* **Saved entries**
==*==
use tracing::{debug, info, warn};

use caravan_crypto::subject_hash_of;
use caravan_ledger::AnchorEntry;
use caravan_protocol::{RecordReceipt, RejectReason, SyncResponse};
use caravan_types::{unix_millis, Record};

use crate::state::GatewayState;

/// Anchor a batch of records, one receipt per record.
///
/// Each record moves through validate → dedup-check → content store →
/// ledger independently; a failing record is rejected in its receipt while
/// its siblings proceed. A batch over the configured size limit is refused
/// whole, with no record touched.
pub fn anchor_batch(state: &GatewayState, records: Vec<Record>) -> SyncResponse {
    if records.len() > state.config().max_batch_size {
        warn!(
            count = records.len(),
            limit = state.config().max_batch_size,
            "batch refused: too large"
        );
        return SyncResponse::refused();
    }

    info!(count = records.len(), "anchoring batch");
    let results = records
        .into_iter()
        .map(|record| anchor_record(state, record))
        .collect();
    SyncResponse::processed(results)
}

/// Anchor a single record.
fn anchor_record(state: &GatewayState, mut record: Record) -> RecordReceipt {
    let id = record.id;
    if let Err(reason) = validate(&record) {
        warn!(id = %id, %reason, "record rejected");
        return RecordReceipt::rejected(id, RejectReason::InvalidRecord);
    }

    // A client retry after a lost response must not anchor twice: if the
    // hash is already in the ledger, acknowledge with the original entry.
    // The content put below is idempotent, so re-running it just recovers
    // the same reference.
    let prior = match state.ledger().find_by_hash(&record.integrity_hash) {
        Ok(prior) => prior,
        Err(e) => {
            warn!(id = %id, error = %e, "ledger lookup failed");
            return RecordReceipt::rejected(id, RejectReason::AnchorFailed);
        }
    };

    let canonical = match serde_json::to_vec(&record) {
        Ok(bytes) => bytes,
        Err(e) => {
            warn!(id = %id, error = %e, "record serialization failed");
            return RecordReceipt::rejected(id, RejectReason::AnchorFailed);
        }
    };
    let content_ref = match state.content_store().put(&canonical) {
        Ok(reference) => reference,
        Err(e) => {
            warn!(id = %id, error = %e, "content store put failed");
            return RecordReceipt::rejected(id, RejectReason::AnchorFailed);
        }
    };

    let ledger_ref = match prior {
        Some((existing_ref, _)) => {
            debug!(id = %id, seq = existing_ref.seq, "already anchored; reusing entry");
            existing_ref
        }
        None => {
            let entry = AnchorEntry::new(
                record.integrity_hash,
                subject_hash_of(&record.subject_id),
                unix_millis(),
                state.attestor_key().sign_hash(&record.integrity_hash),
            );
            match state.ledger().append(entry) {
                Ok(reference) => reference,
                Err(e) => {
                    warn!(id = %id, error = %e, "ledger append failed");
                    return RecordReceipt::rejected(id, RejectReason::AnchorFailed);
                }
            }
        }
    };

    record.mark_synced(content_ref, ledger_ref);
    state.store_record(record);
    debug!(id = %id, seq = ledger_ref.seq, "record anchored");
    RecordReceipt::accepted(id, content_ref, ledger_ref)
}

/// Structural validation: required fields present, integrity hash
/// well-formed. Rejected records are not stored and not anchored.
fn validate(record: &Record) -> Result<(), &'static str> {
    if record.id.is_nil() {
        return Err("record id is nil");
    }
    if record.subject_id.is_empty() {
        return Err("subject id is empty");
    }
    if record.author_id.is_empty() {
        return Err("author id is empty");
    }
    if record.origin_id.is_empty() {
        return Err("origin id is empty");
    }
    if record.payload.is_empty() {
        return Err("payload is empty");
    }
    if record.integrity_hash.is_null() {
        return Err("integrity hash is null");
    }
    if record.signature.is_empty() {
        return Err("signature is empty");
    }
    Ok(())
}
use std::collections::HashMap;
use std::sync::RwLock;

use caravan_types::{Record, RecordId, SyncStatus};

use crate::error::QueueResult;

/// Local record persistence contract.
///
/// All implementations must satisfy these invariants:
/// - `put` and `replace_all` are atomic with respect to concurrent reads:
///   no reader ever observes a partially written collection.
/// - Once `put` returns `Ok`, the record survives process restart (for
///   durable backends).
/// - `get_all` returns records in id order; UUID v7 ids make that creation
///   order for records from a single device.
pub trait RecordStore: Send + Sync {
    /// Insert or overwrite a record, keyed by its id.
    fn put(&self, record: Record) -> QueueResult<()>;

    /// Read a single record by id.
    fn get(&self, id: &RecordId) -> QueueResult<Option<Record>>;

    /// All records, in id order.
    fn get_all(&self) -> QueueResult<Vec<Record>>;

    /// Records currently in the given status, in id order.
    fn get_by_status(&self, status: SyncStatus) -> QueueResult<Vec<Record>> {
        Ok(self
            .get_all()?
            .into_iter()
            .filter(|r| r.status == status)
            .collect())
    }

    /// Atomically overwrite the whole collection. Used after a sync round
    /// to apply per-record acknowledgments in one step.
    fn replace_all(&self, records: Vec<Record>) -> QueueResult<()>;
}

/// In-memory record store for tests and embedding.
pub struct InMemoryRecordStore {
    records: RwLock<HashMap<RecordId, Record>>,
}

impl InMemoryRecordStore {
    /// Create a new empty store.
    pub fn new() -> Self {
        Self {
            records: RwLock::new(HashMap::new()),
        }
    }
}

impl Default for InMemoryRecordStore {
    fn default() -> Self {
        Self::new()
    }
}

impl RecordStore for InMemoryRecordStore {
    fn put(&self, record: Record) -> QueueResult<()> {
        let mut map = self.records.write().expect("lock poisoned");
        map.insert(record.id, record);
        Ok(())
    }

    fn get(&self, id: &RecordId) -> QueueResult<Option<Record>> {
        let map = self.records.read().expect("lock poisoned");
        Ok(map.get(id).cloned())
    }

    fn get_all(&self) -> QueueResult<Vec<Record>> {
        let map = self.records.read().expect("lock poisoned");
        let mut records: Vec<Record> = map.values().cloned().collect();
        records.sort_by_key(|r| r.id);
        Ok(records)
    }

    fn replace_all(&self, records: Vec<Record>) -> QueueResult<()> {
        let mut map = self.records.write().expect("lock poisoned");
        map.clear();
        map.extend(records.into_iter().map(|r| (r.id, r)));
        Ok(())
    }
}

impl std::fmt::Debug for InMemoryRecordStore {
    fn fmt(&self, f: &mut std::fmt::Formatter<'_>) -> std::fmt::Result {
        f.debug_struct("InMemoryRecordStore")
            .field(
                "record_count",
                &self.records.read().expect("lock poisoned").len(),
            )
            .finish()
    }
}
==*==
* **TASK GOAL**
Each entry is to be returned in full, character for character.

* **ANSWER**
use tracing::{debug, info, warn};

use caravan_crypto::subject_hash_of;
use caravan_ledger::AnchorEntry;
use caravan_protocol::{RecordReceipt, RejectReason, SyncResponse};
use caravan_types::{unix_millis, Record};

use crate::state::GatewayState;

/// Anchor a batch of records, one receipt per record.
///
/// Each record moves through validate → dedup-check → content store →
/// ledger independently; a failing record is rejected in its receipt while
/// its siblings proceed. A batch over the configured size limit is refused
/// whole, with no record touched.
pub fn anchor_batch(state: &GatewayState, records: Vec<Record>) -> SyncResponse {
    if records.len() > state.config().max_batch_size {
        warn!(
            count = records.len(),
            limit = state.config().max_batch_size,
            "batch refused: too large"
        );
        return SyncResponse::refused();
    }

    info!(count = records.len(), "anchoring batch");
    let results = records
        .into_iter()
        .map(|record| anchor_record(state, record))
        .collect();
    SyncResponse::processed(results)
}

/// Anchor a single record.
fn anchor_record(state: &GatewayState, mut record: Record) -> RecordReceipt {
    let id = record.id;
    if let Err(reason) = validate(&record) {
        warn!(id = %id, %reason, "record rejected");
        return RecordReceipt::rejected(id, RejectReason::InvalidRecord);
    }

    // A client retry after a lost response must not anchor twice: if the
    // hash is already in the ledger, acknowledge with the original entry.
    // The content put below is idempotent, so re-running it just recovers
    // the same reference.
    let prior = match state.ledger().find_by_hash(&record.integrity_hash) {
        Ok(prior) => prior,
        Err(e) => {
            warn!(id = %id, error = %e, "ledger lookup failed");
            return RecordReceipt::rejected(id, RejectReason::AnchorFailed);
        }
    };

    let canonical = match serde_json::to_vec(&record) {
        Ok(bytes) => bytes,
        Err(e) => {
            warn!(id = %id, error = %e, "record serialization failed");
            return RecordReceipt::rejected(id, RejectReason::AnchorFailed);
        }
    };
    let content_ref = match state.content_store().put(&canonical) {
        Ok(reference) => reference,
        Err(e) => {
            warn!(id = %id, error = %e, "content store put failed");
            return RecordReceipt::rejected(id, RejectReason::AnchorFailed);
        }
    };

    let ledger_ref = match prior {
        Some((existing_ref, _)) => {
            debug!(id = %id, seq = existing_ref.seq, "already anchored; reusing entry");
            existing_ref
        }
        None => {
            let entry = AnchorEntry::new(
                record.integrity_hash,
                subject_hash_of(&record.subject_id),
                unix_millis(),
                state.attestor_key().sign_hash(&record.integrity_hash),
            );
            match state.ledger().append(entry) {
                Ok(reference) => reference,
                Err(e) => {
                    warn!(id = %id, error = %e, "ledger append failed");
                    return RecordReceipt::rejected(id, RejectReason::AnchorFailed);
                }
            }
        }
    };

    record.mark_synced(content_ref, ledger_ref);
    state.store_record(record);
    debug!(id = %id, seq = ledger_ref.seq, "record anchored");
    RecordReceipt::accepted(id, content_ref, ledger_ref)
}

/// Structural validation: required fields present, integrity hash
/// well-formed. Rejected records are not stored and not anchored.
fn validate(record: &Record) -> Result<(), &'static str> {
    if record.id.is_nil() {
        return Err("record id is nil");
    }
    if record.subject_id.is_empty() {
        return Err("subject id is empty");
    }
    if record.author_id.is_empty() {
        return Err("author id is empty");
    }
    if record.origin_id.is_empty() {
        return Err("origin id is empty");
    }
    if record.payload.is_empty() {
        return Err("payload is empty");
    }
    if record.integrity_hash.is_null() {
        return Err("integrity hash is null");
    }
    if record.signature.is_empty() {
        return Err("signature is empty");
    }
    Ok(())
}
use std::collections::HashMap;
use std::sync::RwLock;

use caravan_types::{Record, RecordId, SyncStatus};

use crate::error::QueueResult;

/// Local record persistence contract.
///
/// All implementations must satisfy these invariants:
/// - `put` and `replace_all` are atomic with respect to concurrent reads:
///   no reader ever observes a partially written collection.
/// - Once `put` returns `Ok`, the record survives process restart (for
///   durable backends).
/// - `get_all` returns records in id order; UUID v7 ids make that creation
///   order for records from a single device.
pub trait RecordStore: Send + Sync {
    /// Insert or overwrite a record, keyed by its id.
    fn put(&self, record: Record) -> QueueResult<()>;

    /// Read a single record by id.
    fn get(&self, id: &RecordId) -> QueueResult<Option<Record>>;

    /// All records, in id order.
    fn get_all(&self) -> QueueResult<Vec<Record>>;

    /// Records currently in the given status, in id order.
    fn get_by_status(&self, status: SyncStatus) -> QueueResult<Vec<Record>> {
        Ok(self
            .get_all()?
            .into_iter()
            .filter(|r| r.status == status)
            .collect())
    }

    /// Atomically overwrite the whole collection. Used after a sync round
    /// to apply per-record acknowledgments in one step.
    fn replace_all(&self, records: Vec<Record>) -> QueueResult<()>;
}

/// In-memory record store for tests and embedding.
pub struct InMemoryRecordStore {
    records: RwLock<HashMap<RecordId, Record>>,
}

impl InMemoryRecordStore {
    /// Create a new empty store.
    pub fn new() -> Self {
        Self {
            records: RwLock::new(HashMap::new()),
        }
    }
}

impl Default for InMemoryRecordStore {
    fn default() -> Self {
        Self::new()
    }
}

impl RecordStore for InMemoryRecordStore {
    fn put(&self, record: Record) -> QueueResult<()> {
        let mut map = self.records.write().expect("lock poisoned");
        map.insert(record.id, record);
        Ok(())
    }

    fn get(&self, id: &RecordId) -> QueueResult<Option<Record>> {
        let map = self.records.read().expect("lock poisoned");
        Ok(map.get(id).cloned())
    }

    fn get_all(&self) -> QueueResult<Vec<Record>> {
        let map = self.records.read().expect("lock poisoned");
        let mut records: Vec<Record> = map.values().cloned().collect();
        records.sort_by_key(|r| r.id);
        Ok(records)
    }

    fn replace_all(&self, records: Vec<Record>) -> QueueResult<()> {
        let mut map = self.records.write().expect("lock poisoned");
        map.clear();
        map.extend(records.into_iter().map(|r| (r.id, r)));
        Ok(())
    }
}

impl std::fmt::Debug for InMemoryRecordStore {
    fn fmt(&self, f: &mut std::fmt::Formatter<'_>) -> std::fmt::Result {
        f.debug_struct("InMemoryRecordStore")
            .field(
                "record_count",
                &self.records.read().expect("lock poisoned").len(),
            )
            .finish()
    }
}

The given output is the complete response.